§ **Task directions**: Restate word for word the lines of the records below, starting at the line that contains "pub struct TokenResponse" and ending at the line that contains "usize, max: usize)", with both of those lines included and nothing else.

(Stored data entries)

....

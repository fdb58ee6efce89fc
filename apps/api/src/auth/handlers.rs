use axum::{extract::State, http::StatusCode, Json};
use serde::{Deserialize, Serialize};
use serde_json::{json, Value};
use tracing::info;

use crate::auth::extractor::CurrentUser;
use crate::auth::password::{hash_password, validate_email, validate_password, verify_password};
use crate::auth::revocation;
use crate::errors::AppError;
use crate::models::user::{PublicUser, User};
use crate::state::AppState;
use crate::users::queries::{self, NewUser};

#[derive(Debug, Deserialize)]
pub struct RegisterRequest {
    pub email: String,
    pub username: String,
    pub full_name: String,
    pub password: String,
    pub department: Option<String>,
    pub position: Option<String>,
}

impl RegisterRequest {
    fn validate(&self) -> Result<(), AppError> {
        validate_email(&self.email)?;
        check_len("username", &self.username, 3, 50)?;
        if self.username.contains('@') {
            return Err(AppError::Validation(
                "username must not contain '@'".to_string(),
            ));
        }
        check_len("full_name", &self.full_name, 3, 255)?;
        validate_password(&self.password)
    }
}

#[derive(Debug, Deserialize)]
pub struct LoginRequest {
    /// Username or email.
    pub username: String,
    pub password: String,
}

#[derive(Debug, Serialize)]
pub struct TokenResponse {
    pub access_token: String,
    pub token_type: &'static str,
    pub user: PublicUser,
}

/// Inclusive character-length check shared by request validators.
pub fn check_len(field: &str, value: &str, min: usize, max: usize) -> Result<(), AppError> {
    let len = value.trim().chars().count();
    if len < min || len > max {
        return Err(AppError::Validation(format!(
            "{field} must be between {min} and {max} characters"
        )));
    }
    Ok(())
}

fn token_response(state: &AppState, user: &User) -> Result<TokenResponse, AppError> {
    let access_token = state
        .jwt
        .issue(user.id, user.role)
        .map_err(|e| AppError::Internal(e.into()))?;
    Ok(TokenResponse {
        access_token,
        token_type: "bearer",
        user: PublicUser::from(user),
    })
}

/// POST /api/v1/auth/register
pub async fn handle_register(
    State(state): State<AppState>,
    Json(req): Json<RegisterRequest>,
) -> Result<(StatusCode, Json<TokenResponse>), AppError> {
    req.validate()?;

    if queries::email_or_username_taken(&state.db, &req.email, &req.username).await? {
        return Err(AppError::Validation(
            "Email or username already registered".to_string(),
        ));
    }

    let password_hash = hash_password(req.password.clone()).await?;
    let user = queries::insert(
        &state.db,
        &NewUser {
            email: req.email.trim(),
            username: req.username.trim(),
            full_name: req.full_name.trim(),
            password_hash: &password_hash,
            department: req.department.as_deref(),
            position: req.position.as_deref(),
        },
    )
    .await
    .map_err(AppError::on_duplicate("Email or username already registered"))?;

    info!(user_id = %user.id, "Registered new user");
    Ok((StatusCode::CREATED, Json(token_response(&state, &user)?)))
}

/// POST /api/v1/auth/login
pub async fn handle_login(
    State(state): State<AppState>,
    Json(req): Json<LoginRequest>,
) -> Result<Json<TokenResponse>, AppError> {
    // Same rejection for unknown user and wrong password.
    let user = queries::find_by_login(&state.db, req.username.trim())
        .await?
        .ok_or(AppError::Unauthorized)?;
    if !verify_password(req.password, user.password_hash.clone()).await? {
        return Err(AppError::Unauthorized);
    }

    if !user.is_active {
        return Err(AppError::Forbidden("Inactive user".to_string()));
    }

    queries::touch_last_login(&state.db, user.id).await?;
    info!(user_id = %user.id, "User logged in");

    Ok(Json(token_response(&state, &user)?))
}

/// GET /api/v1/auth/me
pub async fn handle_me(current: CurrentUser) -> Json<PublicUser> {
    Json(PublicUser::from(&current.user))
}

/// POST /api/v1/auth/logout
pub async fn handle_logout(
    State(state): State<AppState>,
    current: CurrentUser,
) -> Result<Json<Value>, AppError> {
    revocation::revoke(&state.redis, &current.claims).await?;
    info!(user_id = %current.user.id, "User logged out");
    Ok(Json(json!({ "message": "Logged out successfully" })))
}

#[cfg(test)]
mod tests {
    use super::*;

    fn request(email: &str, username: &str, password: &str) -> RegisterRequest {
        RegisterRequest {
            email: email.to_string(),
            username: username.to_string(),
            full_name: "Ana Silva".to_string(),
            password: password.to_string(),
            department: None,
            position: None,
        }
    }

    #[test]
    fn test_register_validation() {
        assert!(request("ana@ideia.tech", "ana", "Strong#1pw").validate().is_ok());
        assert!(request("ana", "ana", "Strong#1pw").validate().is_err());
        assert!(request("ana@ideia.tech", "an", "Strong#1pw").validate().is_err());
        assert!(request("ana@ideia.tech", "ana", "weak").validate().is_err());
    }

    #[test]
    fn test_username_cannot_look_like_an_email() {
        let err = request("mallory@ideia.tech", "ana@ideia.tech", "Strong#1pw")
            .validate()
            .unwrap_err();
        assert!(matches!(err, AppError::Validation(msg) if msg.contains('@')));
        assert!(request("mallory@ideia.tech", "ana.silva", "Strong#1pw").validate().is_ok());
    }

    #[test]
    fn test_check_len_counts_chars_not_bytes() {
        assert!(check_len("full_name", "Zoë", 3, 10).is_ok());
        assert!(check_len("full_name", "  ab  ", 3, 10).is_err());
        assert!(check_len("title", &"x".repeat(11), 3, 10).is_err());
    }
}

....

§ **Answer space**:
pub struct TokenResponse {
    pub access_token: String,
    pub token_type: &'static str,
    pub user: PublicUser,
}

/// Inclusive character-length check shared by request validators.
pub fn check_len(field: &str, value: &str, min: usize, max: usize) -> Result<(), AppError> {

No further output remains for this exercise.